Este texto lo escribí y se publicó en El Salto el 18 de marzo. Podéis ver el original aquí . 


Este texto es el tercero de un conjunto de textos en los que quiero reflexionar y abrir un proceso de auto-crítica sobre gestión de discursos y espacios. El primero está aquí y el segundo aquí.
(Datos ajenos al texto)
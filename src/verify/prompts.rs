pub const SYSTEM_INSTRUCTION: &str = "You are an AI assistant designed to analyze the validity of news. \
Your responses should be concise, formatted as bullet points, and avoid any additional commentary. \
Maintain a neutral and objective tone, ensuring that each assumption is framed as a question that \
can be directly queried online.";

pub const NO_ASSUMPTIONS_MESSAGE: &str = "No assertions generated. Cannot proceed.";

/// Ask for a bullet list of yes/no questions behind `statement`.
pub fn assumptions_prompt(statement: &str) -> String {
    format!(
        r#"Here is a statement:
{statement}
Make a bullet point list of the assumptions you made when given the above statement.
These assumptions will then be used to check online for the validity of the statement.
Only Give Bullet Points, No Other Text

Example:

Input:
deepseek company is owned by elon musk

Output:
* Does elon musk own deepseek?
* Does Elon Musk have any publicly known business interests or holdings that could include a company named "Deepseek"?
* Are there any news articles, press releases, or official statements confirming Elon Musk's ownership of "Deepseek"?
* Do any financial databases or corporate registries list Elon Musk as an owner or shareholder of "Deepseek"?
"#
    )
}

/// Cross-check one assumption against the content of its top search hit.
pub fn evaluation_prompt(assumption: &str, content: &str, statement: &str) -> String {
    format!(
        r#"Here is a statement:
{assumption}

Carefully analyze the correctness of this statement using the provided information gathered from the internet:
{content}

### Step-by-Step Evaluation:
1. Identify the key claims made in the statement.
2. Cross-check these claims with the provided context and assess whether they align with verified information.
3. Consider any contradictions or missing details that might affect the validity of the statement.
4. Based on your reasoning, determine whether:
```{statement}``` is Real News or Fake News.

### Final Decision:
- If the above news is Real News then output *TRUE* else output *FALSE*.

Provide your reasoning along with the final answer and include the source URL of the data.
"#
    )
}

/// Merge per-assumption reasoning into one narrative ending in a marker line.
pub fn synthesis_prompt(reasoning: &[String]) -> String {
    let combined = reasoning.join("\n\n");
    format!(
        r#"
General Prompt:

You are provided with a list of reasoning steps, where each step includes its chain-of-thought and a preliminary conclusion
regarding the veracity of a news item (either "FAKE" or "REAL"). Your task is to synthesize these individual steps into a cohesive
overall reasoning narrative, and provide a final verdict on whether the news is FAKE or REAL.

Instructions:

1. Read and understand each reasoning step below.
2. Extract key evidence and conclusions.
3. Combine these pieces into a single comprehensive chain-of-thought.
4. Decide if the news is FAKE or REAL.
5. Clearly justify your final decision in the combined narrative.
6. Write the reasoning in such a way that people can easily understand.

Output Format:
Your final output should contain two sections:
Overall Reasoning: A detailed explanation that synthesizes the evidence and logic.
Final Result: A clear statement indicating either "FAKE" or "REAL".

Example Output:

Final Result: [FAKE or REAL]

Overall Reasoning: [Detailed explanation combining evidence and reasoning.]

Reasoning Steps:
{combined}
"#
    )
}
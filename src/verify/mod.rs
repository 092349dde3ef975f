pub mod prompts;
pub mod types;
pub mod verdict;

use std::sync::Arc;
use std::time::Duration;

use anyhow::{Context, Result};
use futures::future::join_all;
use tokio::sync::mpsc;
use tracing::{debug, error, info, warn};

use crate::llm::TextGenerator;
use crate::search::EvidenceSearch;

use types::{
    Evidence, EvidenceSet, Judgment, Notice, PipelineEvent, RunStatus, Staged, VerificationReport,
};
use verdict::check_result;

/// Optional listener for pipeline progress. Sends never block and a gone
/// receiver is ignored.
#[derive(Clone, Default)]
pub struct Progress(Option<mpsc::UnboundedSender<PipelineEvent>>);

impl Progress {
    pub fn none() -> Self {
        Self(None)
    }

    pub fn channel() -> (Self, mpsc::UnboundedReceiver<PipelineEvent>) {
        let (tx, rx) = mpsc::unbounded_channel();
        (Self(Some(tx)), rx)
    }

    pub fn send(&self, event: PipelineEvent) {
        if let Some(tx) = &self.0 {
            let _ = tx.send(event);
        }
    }

    fn notice(&self, notices: &mut Vec<Notice>, notice: Notice) {
        self.send(PipelineEvent::Notice {
            notice: notice.clone(),
        });
        notices.push(notice);
    }
}

/// Statement -> assumptions -> evidence -> judgments -> verdict.
pub struct Pipeline {
    llm: Arc<dyn TextGenerator>,
    search: Arc<dyn EvidenceSearch>,
    eval_delay: Duration,
}

impl Pipeline {
    pub fn new(
        llm: Arc<dyn TextGenerator>,
        search: Arc<dyn EvidenceSearch>,
        eval_delay: Duration,
    ) -> Self {
        Self {
            llm,
            search,
            eval_delay,
        }
    }

    /// Ask the LLM for checkable questions. Any failure yields an empty list.
    pub async fn generate_assumptions(
        &self,
        statement: &str,
        progress: &Progress,
    ) -> Staged<Vec<String>> {
        let mut notices = Vec::new();
        let prompt = prompts::assumptions_prompt(statement);

        let assumptions = match self
            .llm
            .generate(&prompt, Some(prompts::SYSTEM_INSTRUCTION))
            .await
        {
            Ok(response) => {
                let assumptions = parse_assumptions(&response);
                debug!(count = assumptions.len(), "Assumptions parsed");
                if assumptions.is_empty() {
                    warn!(statement, "LLM returned no assumptions");
                    progress.notice(&mut notices, Notice::error("Failed to identify assumptions."));
                } else {
                    progress.notice(&mut notices, Notice::success("Key assumptions identified."));
                }
                assumptions
            }
            Err(e) => {
                error!(statement, error = %e, "Error generating assertions");
                progress.notice(&mut notices, Notice::error("Failed to identify assumptions."));
                Vec::new()
            }
        };

        Staged {
            value: assumptions,
            notices,
        }
    }

    /// Search every assumption at once and wait for all of them.
    pub async fn fetch_all_evidence(
        &self,
        assumptions: &[String],
        progress: &Progress,
    ) -> Staged<EvidenceSet> {
        let mut notices = Vec::new();
        progress.send(PipelineEvent::Fetching {
            count: assumptions.len(),
        });

        let handles = assumptions.iter().cloned().map(|assumption| {
            let search = Arc::clone(&self.search);
            let progress = progress.clone();
            tokio::spawn(async move {
                let (assumption, evidence) = fetch_evidence(search.as_ref(), assumption).await;
                progress.send(PipelineEvent::Fetched {
                    assumption: assumption.clone(),
                    hits: evidence.len(),
                });
                (assumption, evidence)
            })
        });

        let mut set = EvidenceSet::new();
        for (assumption, joined) in assumptions.iter().zip(join_all(handles).await) {
            match joined {
                Ok((assumption, evidence)) => set.insert(assumption, evidence),
                Err(e) => {
                    error!(assumption = %assumption, error = %e, "Search task aborted");
                    set.insert(assumption.clone(), Vec::new());
                }
            }
        }

        info!(
            assumptions = set.len(),
            with_evidence = set.iter().filter(|e| !e.evidence.is_empty()).count(),
            "Evidence fetched"
        );
        progress.notice(
            &mut notices,
            Notice::success("Online verification results retrieved."),
        );

        Staged {
            value: set,
            notices,
        }
    }

    /// Judge each assumption against its top-ranked hit, one call at a time.
    pub async fn evaluate_assumptions(
        &self,
        statement: &str,
        evidence: &EvidenceSet,
        progress: &Progress,
    ) -> Staged<Vec<Judgment>> {
        let mut notices = Vec::new();
        let mut judgments = Vec::new();
        progress.notice(&mut notices, Notice::info("Evaluating each key assumption..."));
        if evidence.is_empty() {
            debug!(statement, "Nothing to evaluate");
        }

        for entry in evidence.iter() {
            let assumption = entry.assumption.trim();

            let Some(top) = entry.evidence.first() else {
                warn!(assumption, "No results found for assertion");
                progress.notice(
                    &mut notices,
                    Notice::warning(format!("No search results found for '{}'.", assumption)),
                );
                continue;
            };

            let Some(content) = top.content() else {
                error!(assumption, url = ?top.url(), "Top search result has no content");
                progress.notice(
                    &mut notices,
                    Notice::error(format!("Error processing context for '{}'.", assumption)),
                );
                continue;
            };

            let prompt = prompts::evaluation_prompt(assumption, content, statement);
            match self.llm.generate(&prompt, None).await {
                Ok(reasoning) => {
                    let judgment = Judgment {
                        assumption: assumption.to_string(),
                        reasoning,
                        source_url: top.url().map(String::from),
                        source_title: top.title().map(String::from),
                    };
                    debug!(
                        assumption,
                        reasoning_len = judgment.reasoning.len(),
                        "Assumption evaluated"
                    );
                    progress.send(PipelineEvent::Judgment {
                        judgment: judgment.clone(),
                    });
                    judgments.push(judgment);

                    if !self.eval_delay.is_zero() {
                        tokio::time::sleep(self.eval_delay).await;
                    }
                }
                Err(e) => {
                    error!(assumption, error = %e, "Error generating evaluation for assertion");
                    progress.notice(
                        &mut notices,
                        Notice::error(format!("Failed to evaluate assertion '{}'.", assumption)),
                    );
                }
            }
        }

        progress.notice(&mut notices, Notice::success("All key assumptions evaluated."));
        Staged {
            value: judgments,
            notices,
        }
    }

    /// Merge judgments into one narrative. Failures propagate.
    pub async fn synthesize(&self, reasoning: &[String]) -> Result<String> {
        let prompt = prompts::synthesis_prompt(reasoning);
        self.llm
            .generate(&prompt, None)
            .await
            .context("Failed to synthesize overall evaluation")
    }

    /// Run the whole pipeline for one statement.
    pub async fn run(&self, statement: &str, progress: &Progress) -> Result<VerificationReport> {
        info!(statement, "Verification run started");
        let mut notices = Vec::new();

        progress.send(PipelineEvent::Generating);
        let generated = self.generate_assumptions(statement, progress).await;
        notices.extend(generated.notices);
        let assumptions = generated.value;

        if assumptions.is_empty() {
            info!(statement, "No assumptions, stopping");
            let summary = prompts::NO_ASSUMPTIONS_MESSAGE.to_string();
            let verdict = check_result(&summary);
            progress.send(PipelineEvent::Done { verdict });
            return Ok(VerificationReport {
                statement: statement.to_string(),
                status: RunStatus::NoAssumptions,
                summary,
                verdict,
                evidence: EvidenceSet::new(),
                judgments: Vec::new(),
                sources: Vec::new(),
                notices,
                checked_at: chrono::Utc::now(),
            });
        }

        progress.send(PipelineEvent::Assumptions {
            assumptions: assumptions.clone(),
        });

        let fetched = self.fetch_all_evidence(&assumptions, progress).await;
        notices.extend(fetched.notices);
        let evidence = fetched.value;

        let evaluated = self
            .evaluate_assumptions(statement, &evidence, progress)
            .await;
        if evaluated.is_degraded() {
            warn!(
                judged = evaluated.value.len(),
                assumptions = evidence.len(),
                "Some assumptions were not evaluated"
            );
        }
        notices.extend(evaluated.notices);
        let judgments = evaluated.value;

        progress.send(PipelineEvent::Synthesizing {
            judgments: judgments.len(),
        });
        let reasoning: Vec<String> = judgments.iter().map(|j| j.reasoning.clone()).collect();
        let summary = self.synthesize(&reasoning).await?;
        let verdict = check_result(&summary);

        info!(
            %verdict,
            assumptions = evidence.len(),
            judgments = judgments.len(),
            "Verification run complete"
        );
        progress.send(PipelineEvent::Done { verdict });

        Ok(VerificationReport {
            statement: statement.to_string(),
            status: RunStatus::Completed,
            summary,
            verdict,
            sources: evidence.sources(),
            evidence,
            judgments,
            notices,
            checked_at: chrono::Utc::now(),
        })
    }
}

/// Search for one assumption. A failed search maps to no evidence.
pub async fn fetch_evidence(
    search: &dyn EvidenceSearch,
    assumption: String,
) -> (String, Vec<Evidence>) {
    match search.search(&assumption).await {
        Ok(results) => {
            debug!(assumption = %assumption, hits = results.len(), "Search complete");
            (assumption, results)
        }
        Err(e) => {
            error!(assumption = %assumption, error = %e, "Error fetching search results");
            (assumption, Vec::new())
        }
    }
}

/// Split an LLM bullet list into one assumption per line.
pub fn parse_assumptions(response: &str) -> Vec<String> {
    response
        .lines()
        .map(|line| strip_bullet(&line.replace('*', "")).to_string())
        .filter(|line| !line.is_empty())
        .collect()
}

fn strip_bullet(line: &str) -> &str {
    let line = line.trim();

    // "- " / "+ " / "• " bullets; a sign glued to a number stays
    let mut chars = line.chars();
    let line = match (chars.next(), chars.next()) {
        (Some(marker @ ('-' | '+' | '•')), next) if next.map_or(true, char::is_whitespace) => {
            line[marker.len_utf8()..].trim_start()
        }
        _ => line,
    };

    // "1. " / "2) " numbering
    let rest = line.trim_start_matches(|c: char| c.is_ascii_digit());
    if rest.len() < line.len() {
        let mut chars = rest.chars();
        if matches!(chars.next(), Some('.' | ')'))
            && chars.next().map_or(true, char::is_whitespace)
        {
            return rest[1..].trim();
        }
    }
    line.trim()
}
Aviso de contenido: poder, dominación, instrumentalización, manipulación, mención de ansiedad, capacitismo, mención de estructuras de poder, privilegios, agressiones, salud mental, violencia, mención de miedo, sentimiento de culpa, castigo

Hace tiempo que tengo ganas de hablar de cosas de las que sé que nos cuesta hablar, pero que sé que es un tema que nos está rondando a muchas y algunas personas ya han empezado a hablar de ello. Los motivos por los cuales nos cuesta tratar el tema son variados: porque tenemos miedo a las consecuencias de hablarlo, por la exposición emocional y mental que supone, pero también porque tenemos miedo a cargarnos todo aquello que tanto nos ha costado construir en espacios críticos, feministas y de lucha social (herramientas, discursos, vínculos). También juega un papel muy importante el poder, tanto sea porque tenemos miedo a perderlo o a renunciar a la posibilidad de una posición superior, o bien porque queremos conseguir esta posición superior. Además, tenemos miedo a que nos pisen o a ser excluidas (este último viene a ser uno de los motivos por los cuales muchas seguimos la corriente sin cuestionar cosas que nos pican).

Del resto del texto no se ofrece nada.